ABSTRACTUnderstanding the spatial organization of the bone marrow (BM) microenvironment at single-cell resolution constitutes a challenge in multiple myeloma (MM). Using formalin-fixed paraffin-embedded (FFPE) samples from the MIcγ1 mouse model of MM and aged-matched healthy YFPcγ1 mice, we performed spatial transcriptional profiling with Visium Spatial Gene Expression. A custom data-analysis framework that combines spatial with single-cell transcriptomic profiling defined the BM cellular composition and established specific cell relations, visualizing the spatial distribution of transcriptionally heterogeneous MM plasma cells (MM-PC).
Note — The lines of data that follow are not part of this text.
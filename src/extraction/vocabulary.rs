use anyhow::Result;
use serde::{Deserialize, Serialize};
use std::path::Path;
use tracing::info;

/// A named real-world point near the club with an empirically assigned
/// base queue duration. Matched against message text via its aliases.
#[derive(Debug, Clone, Serialize, Deserialize)]
pub struct Landmark {
    /// Canonical landmark name
    pub name: String,
    /// Lowercase aliases, including transliteration variants
    pub aliases: Vec<String>,
    /// Base queue duration in hours when the landmark is mentioned
    pub base_hours: f64,
}

/// Vocabulary tables for queue-duration extraction
///
/// Holds the unit keywords, spelled-out number words, competing-club names
/// and landmark groups the estimator matches against. All tables are plain
/// data; the defaults can be replaced from a terms file.
#[derive(Debug, Clone)]
pub struct Vocabulary {
    /// Hour unit keywords ("hour", "hrs", ...)
    hour_units: Vec<String>,

    /// Minute unit keywords ("minutes", "mins", ...)
    minute_units: Vec<String>,

    /// Names of other venues whose wait times show up in messages
    competing_clubs: Vec<String>,

    /// Spelled-out hour values, matched as substrings
    hour_words: Vec<(String, f64)>,

    /// Spelled-out minute values, matched as substrings
    minute_words: Vec<(String, f64)>,

    /// Landmark groups in match priority order
    landmarks: Vec<Landmark>,

    /// Hours of queueing per meter of reported distance
    pub distance_time_factor: f64,

    /// Number candidates at or above this are treated as noise
    pub implausible_hour_threshold: f64,
}

impl Vocabulary {
    /// Create a vocabulary with the default tables
    pub fn new() -> Self {
        let mut vocab = Self {
            hour_units: Vec::new(),
            minute_units: Vec::new(),
            competing_clubs: Vec::new(),
            hour_words: Vec::new(),
            minute_words: Vec::new(),
            landmarks: Vec::new(),
            // 2 minutes walked per 60 meters of queue
            distance_time_factor: 2.0 / 60.0,
            implausible_hour_threshold: 8.0,
        };

        vocab.load_default_units();
        vocab.load_default_number_words();
        vocab.load_default_landmarks();
        vocab
    }

    /// Load vocabulary from a terms file, starting from the defaults
    pub async fn from_file<P: AsRef<Path>>(path: P) -> Result<Self> {
        let content = tokio::fs::read_to_string(path.as_ref()).await?;
        let mut vocab = Self::new();
        vocab.parse_terms_file(&content)?;
        info!("Loaded queue vocabulary from: {}", path.as_ref().display());
        Ok(vocab)
    }

    pub fn hour_units(&self) -> &[String] {
        &self.hour_units
    }

    pub fn minute_units(&self) -> &[String] {
        &self.minute_units
    }

    pub fn competing_clubs(&self) -> &[String] {
        &self.competing_clubs
    }

    pub fn hour_words(&self) -> &[(String, f64)] {
        &self.hour_words
    }

    pub fn minute_words(&self) -> &[(String, f64)] {
        &self.minute_words
    }

    pub fn landmarks(&self) -> &[Landmark] {
        &self.landmarks
    }

    /// Look up a landmark group by canonical name
    pub fn landmark(&self, name: &str) -> Option<&Landmark> {
        self.landmarks.iter().find(|l| l.name == name)
    }

    fn load_default_units(&mut self) {
        // Covers full words and abbreviations; "h" also catches German
        // usages like "2h schlange".
        self.hour_units = vec!["hour", "hrs", "h"]
            .into_iter()
            .map(String::from)
            .collect();

        self.minute_units = vec!["minutes", "mins", "min"]
            .into_iter()
            .map(String::from)
            .collect();

        // A digit mention next to one of these suppresses the unit branches:
        // the message is reporting a wait somewhere else.
        self.competing_clubs = vec!["tresor", "sisyphos", "kitkat", "watergate"]
            .into_iter()
            .map(String::from)
            .collect();
    }

    fn load_default_number_words(&mut self) {
        let hours = [
            ("zero", 0.0),
            ("one", 1.0),
            ("two", 2.0),
            ("three", 3.0),
            ("four", 4.0),
            ("five", 5.0),
            ("six", 6.0),
            ("seven", 7.0),
            ("eight", 8.0),
            ("half", 0.5),
        ];

        let minutes = [
            ("zero", 0.0),
            ("one", 1.0),
            ("two", 2.0),
            ("three", 3.0),
            ("four", 4.0),
            ("five", 5.0),
            ("six", 6.0),
            ("seven", 7.0),
            ("eight", 8.0),
            ("nine", 9.0),
            ("ten", 10.0),
            ("eleven", 11.0),
            ("twelve", 12.0),
            ("thirteen", 13.0),
            ("fourteen", 14.0),
            ("fifteen", 15.0),
            ("sixteen", 16.0),
            ("seventeen", 17.0),
            ("eighteen", 18.0),
            ("nineteen", 19.0),
            ("twenty", 20.0),
            ("thirty", 30.0),
            ("forty", 40.0),
            ("fifty", 50.0),
        ];

        self.hour_words = hours.iter().map(|(w, v)| (w.to_string(), *v)).collect();
        self.minute_words = minutes.iter().map(|(w, v)| (w.to_string(), *v)).collect();
    }

    fn load_default_landmarks(&mut self) {
        // Order matters: groups are tried in sequence by the estimator.
        self.landmarks = vec![
            Landmark {
                name: "kiosk".to_string(),
                aliases: vec!["kiosk", "späti", "spaeti", "spati"]
                    .into_iter()
                    .map(String::from)
                    .collect(),
                base_hours: 1.0,
            },
            Landmark {
                name: "hellweg".to_string(),
                aliases: vec!["hellweg".to_string()],
                base_hours: 2.0,
            },
            Landmark {
                name: "wriezener karree".to_string(),
                aliases: vec!["wriezener", "karree"]
                    .into_iter()
                    .map(String::from)
                    .collect(),
                base_hours: 2.5,
            },
        ];
    }

    /// Parse a terms file. Sections are `[hour_units]`, `[minute_units]`,
    /// `[competing_clubs]`, `[hour_words]`, `[minute_words]`, `[landmarks]`.
    /// Word and landmark lines use `name -> value`; landmark names may list
    /// comma-separated aliases.
    fn parse_terms_file(&mut self, content: &str) -> Result<()> {
        let mut current_section = String::new();

        for line in content.lines() {
            let line = line.trim();

            if line.is_empty() || line.starts_with('#') {
                continue;
            }

            if line.starts_with('[') && line.ends_with(']') {
                current_section = line[1..line.len() - 1].to_lowercase();
                match current_section.as_str() {
                    "hour_units" => self.hour_units.clear(),
                    "minute_units" => self.minute_units.clear(),
                    "competing_clubs" => self.competing_clubs.clear(),
                    "hour_words" => self.hour_words.clear(),
                    "minute_words" => self.minute_words.clear(),
                    "landmarks" => self.landmarks.clear(),
                    _ => {}
                }
                continue;
            }

            match current_section.as_str() {
                "hour_units" => self.hour_units.push(line.to_lowercase()),
                "minute_units" => self.minute_units.push(line.to_lowercase()),
                "competing_clubs" => self.competing_clubs.push(line.to_lowercase()),
                "hour_words" | "minute_words" | "landmarks" => {
                    if let Some((name, value)) = line.split_once("->") {
                        let value: f64 = value.trim().parse()?;
                        match current_section.as_str() {
                            "hour_words" => {
                                self.hour_words.push((name.trim().to_lowercase(), value))
                            }
                            "minute_words" => {
                                self.minute_words.push((name.trim().to_lowercase(), value))
                            }
                            _ => {
                                let aliases: Vec<String> = name
                                    .split(',')
                                    .map(|a| a.trim().to_lowercase())
                                    .filter(|a| !a.is_empty())
                                    .collect();
                                if let Some(first) = aliases.first().cloned() {
                                    self.landmarks.push(Landmark {
                                        name: first,
                                        aliases,
                                        base_hours: value,
                                    });
                                }
                            }
                        }
                    }
                }
                _ => {}
            }
        }

        Ok(())
    }

    /// Summary counts over the loaded tables
    pub fn stats(&self) -> VocabularyStats {
        VocabularyStats {
            hour_units: self.hour_units.len(),
            minute_units: self.minute_units.len(),
            competing_clubs: self.competing_clubs.len(),
            number_words: self.hour_words.len() + self.minute_words.len(),
            landmarks: self.landmarks.len(),
        }
    }
}

impl Default for Vocabulary {
    fn default() -> Self {
        Self::new()
    }
}

/// Statistics about the vocabulary tables
#[derive(Debug, Clone)]
pub struct VocabularyStats {
    pub hour_units: usize,
    pub minute_units: usize,
    pub competing_clubs: usize,
    pub number_words: usize,
    pub landmarks: usize,
}

#[cfg(test)]
mod tests {
    use super::*;

    #[test]
    fn test_default_tables() {
        let vocab = Vocabulary::new();
        let stats = vocab.stats();

        assert!(stats.hour_units > 0);
        assert!(stats.number_words > 0);
        assert_eq!(stats.landmarks, 3);
        assert!(vocab.hour_units().contains(&"hour".to_string()));
        assert!(vocab.competing_clubs().contains(&"tresor".to_string()));
    }

    #[test]
    fn test_landmark_lookup() {
        let vocab = Vocabulary::new();

        let kiosk = vocab.landmark("kiosk").unwrap();
        assert_eq!(kiosk.base_hours, 1.0);
        assert!(kiosk.aliases.contains(&"späti".to_string()));

        let hellweg = vocab.landmark("hellweg").unwrap();
        assert_eq!(hellweg.base_hours, 2.0);

        assert!(vocab.landmark("nonexistent").is_none());
    }

    #[test]
    fn test_hour_words_include_half() {
        let vocab = Vocabulary::new();
        let half = vocab
            .hour_words()
            .iter()
            .find(|(w, _)| w == "half")
            .map(|(_, v)| *v);
        assert_eq!(half, Some(0.5));
    }

    #[test]
    fn test_parse_terms_file() {
        let mut vocab = Vocabulary::new();
        let content = "\
# custom tables
[hour_units]
stunden
[landmarks]
ostbahnhof -> 3.0
kiosk, späti -> 1.5
";
        vocab.parse_terms_file(content).unwrap();

        assert_eq!(vocab.hour_units(), &["stunden".to_string()]);
        assert_eq!(vocab.landmarks().len(), 2);
        assert_eq!(vocab.landmarks()[0].name, "ostbahnhof");
        assert_eq!(vocab.landmarks()[0].base_hours, 3.0);
        assert_eq!(vocab.landmark("kiosk").unwrap().base_hours, 1.5);
    }
}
MM pathogenesis transcriptional programs were spatially delineated within the BM microenvironment. A high-to-low MM-PC density gradient spatially correlated with effector-to-exhausted T cell phenotype abundance. In this context, MM cells in high-density MM-PC areas coexisted with dendritic cells while displaced neutrophils to the tumor border. Increased neutrophil extracellular trap formation, IL-17-driven inflammatory signaling, and osteoclast differentiation were spatially delineated within the BM microenvironment. The spatial identification of different areas of BM and the interaction between malignant cells and their microenvironment were validated in FFPE BM biopsies from MM patients with varying degrees of MM-PC infiltration. In summary, spatial transcriptomics depicts the BM cellular architecture of MM and reveals deregulated mechanisms underlying MM intercellular communication.